Task instructions: Return only the number of lines in the entries below that hold the word "seen".
--- Exercise data ---
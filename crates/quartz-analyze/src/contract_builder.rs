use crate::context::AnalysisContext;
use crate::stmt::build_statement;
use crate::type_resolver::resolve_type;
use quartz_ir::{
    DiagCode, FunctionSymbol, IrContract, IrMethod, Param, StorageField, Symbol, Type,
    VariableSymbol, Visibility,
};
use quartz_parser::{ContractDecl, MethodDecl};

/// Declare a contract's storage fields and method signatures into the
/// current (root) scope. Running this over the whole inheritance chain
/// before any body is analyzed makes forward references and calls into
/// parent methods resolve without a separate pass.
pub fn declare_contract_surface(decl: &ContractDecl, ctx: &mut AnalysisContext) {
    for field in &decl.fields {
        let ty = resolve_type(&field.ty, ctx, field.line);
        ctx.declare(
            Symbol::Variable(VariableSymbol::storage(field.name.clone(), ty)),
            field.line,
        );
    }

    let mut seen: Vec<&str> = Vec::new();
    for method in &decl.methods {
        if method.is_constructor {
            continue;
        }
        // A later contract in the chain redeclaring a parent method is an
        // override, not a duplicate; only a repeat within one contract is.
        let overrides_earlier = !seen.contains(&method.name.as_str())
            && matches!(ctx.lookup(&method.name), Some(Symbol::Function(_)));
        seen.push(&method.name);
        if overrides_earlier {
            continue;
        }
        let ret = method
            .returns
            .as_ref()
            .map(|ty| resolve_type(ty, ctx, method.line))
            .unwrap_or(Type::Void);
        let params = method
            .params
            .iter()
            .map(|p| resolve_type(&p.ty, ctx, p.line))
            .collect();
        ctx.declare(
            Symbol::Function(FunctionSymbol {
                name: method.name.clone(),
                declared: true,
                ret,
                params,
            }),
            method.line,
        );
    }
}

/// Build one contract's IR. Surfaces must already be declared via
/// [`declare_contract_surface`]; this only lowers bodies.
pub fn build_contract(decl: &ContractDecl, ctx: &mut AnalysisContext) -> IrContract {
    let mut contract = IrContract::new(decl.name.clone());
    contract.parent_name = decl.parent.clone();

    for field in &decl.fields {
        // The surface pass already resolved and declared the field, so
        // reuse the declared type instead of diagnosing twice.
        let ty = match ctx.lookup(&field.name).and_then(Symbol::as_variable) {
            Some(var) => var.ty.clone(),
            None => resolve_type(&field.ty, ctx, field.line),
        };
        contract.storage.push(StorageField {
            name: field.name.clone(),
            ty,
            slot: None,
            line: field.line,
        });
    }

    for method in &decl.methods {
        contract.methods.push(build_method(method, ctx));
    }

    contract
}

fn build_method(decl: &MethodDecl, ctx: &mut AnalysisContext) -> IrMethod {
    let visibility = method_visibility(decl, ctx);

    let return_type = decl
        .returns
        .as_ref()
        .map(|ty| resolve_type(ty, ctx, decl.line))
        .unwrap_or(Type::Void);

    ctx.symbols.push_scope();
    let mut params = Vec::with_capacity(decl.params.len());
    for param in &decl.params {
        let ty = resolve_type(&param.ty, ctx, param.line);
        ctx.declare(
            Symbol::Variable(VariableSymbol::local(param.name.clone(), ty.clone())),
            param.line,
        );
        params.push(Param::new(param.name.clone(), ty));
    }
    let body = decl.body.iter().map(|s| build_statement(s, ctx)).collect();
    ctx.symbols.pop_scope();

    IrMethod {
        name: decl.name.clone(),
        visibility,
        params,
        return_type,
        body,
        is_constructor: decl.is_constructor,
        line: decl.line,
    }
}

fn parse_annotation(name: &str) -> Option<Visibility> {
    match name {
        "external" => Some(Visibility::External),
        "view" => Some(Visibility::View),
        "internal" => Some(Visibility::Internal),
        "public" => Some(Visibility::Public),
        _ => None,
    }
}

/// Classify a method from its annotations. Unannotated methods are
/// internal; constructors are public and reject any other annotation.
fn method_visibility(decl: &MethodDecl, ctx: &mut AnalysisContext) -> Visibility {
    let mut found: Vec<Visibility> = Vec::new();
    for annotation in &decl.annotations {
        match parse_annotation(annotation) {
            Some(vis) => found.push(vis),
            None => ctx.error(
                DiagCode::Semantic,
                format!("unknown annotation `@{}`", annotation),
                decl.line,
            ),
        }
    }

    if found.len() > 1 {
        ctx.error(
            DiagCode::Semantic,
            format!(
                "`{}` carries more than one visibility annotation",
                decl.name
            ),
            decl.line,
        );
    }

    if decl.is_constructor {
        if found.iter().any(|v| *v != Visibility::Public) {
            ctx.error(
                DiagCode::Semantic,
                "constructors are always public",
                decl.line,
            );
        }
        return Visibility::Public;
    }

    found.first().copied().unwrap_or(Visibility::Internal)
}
---
Your response: 3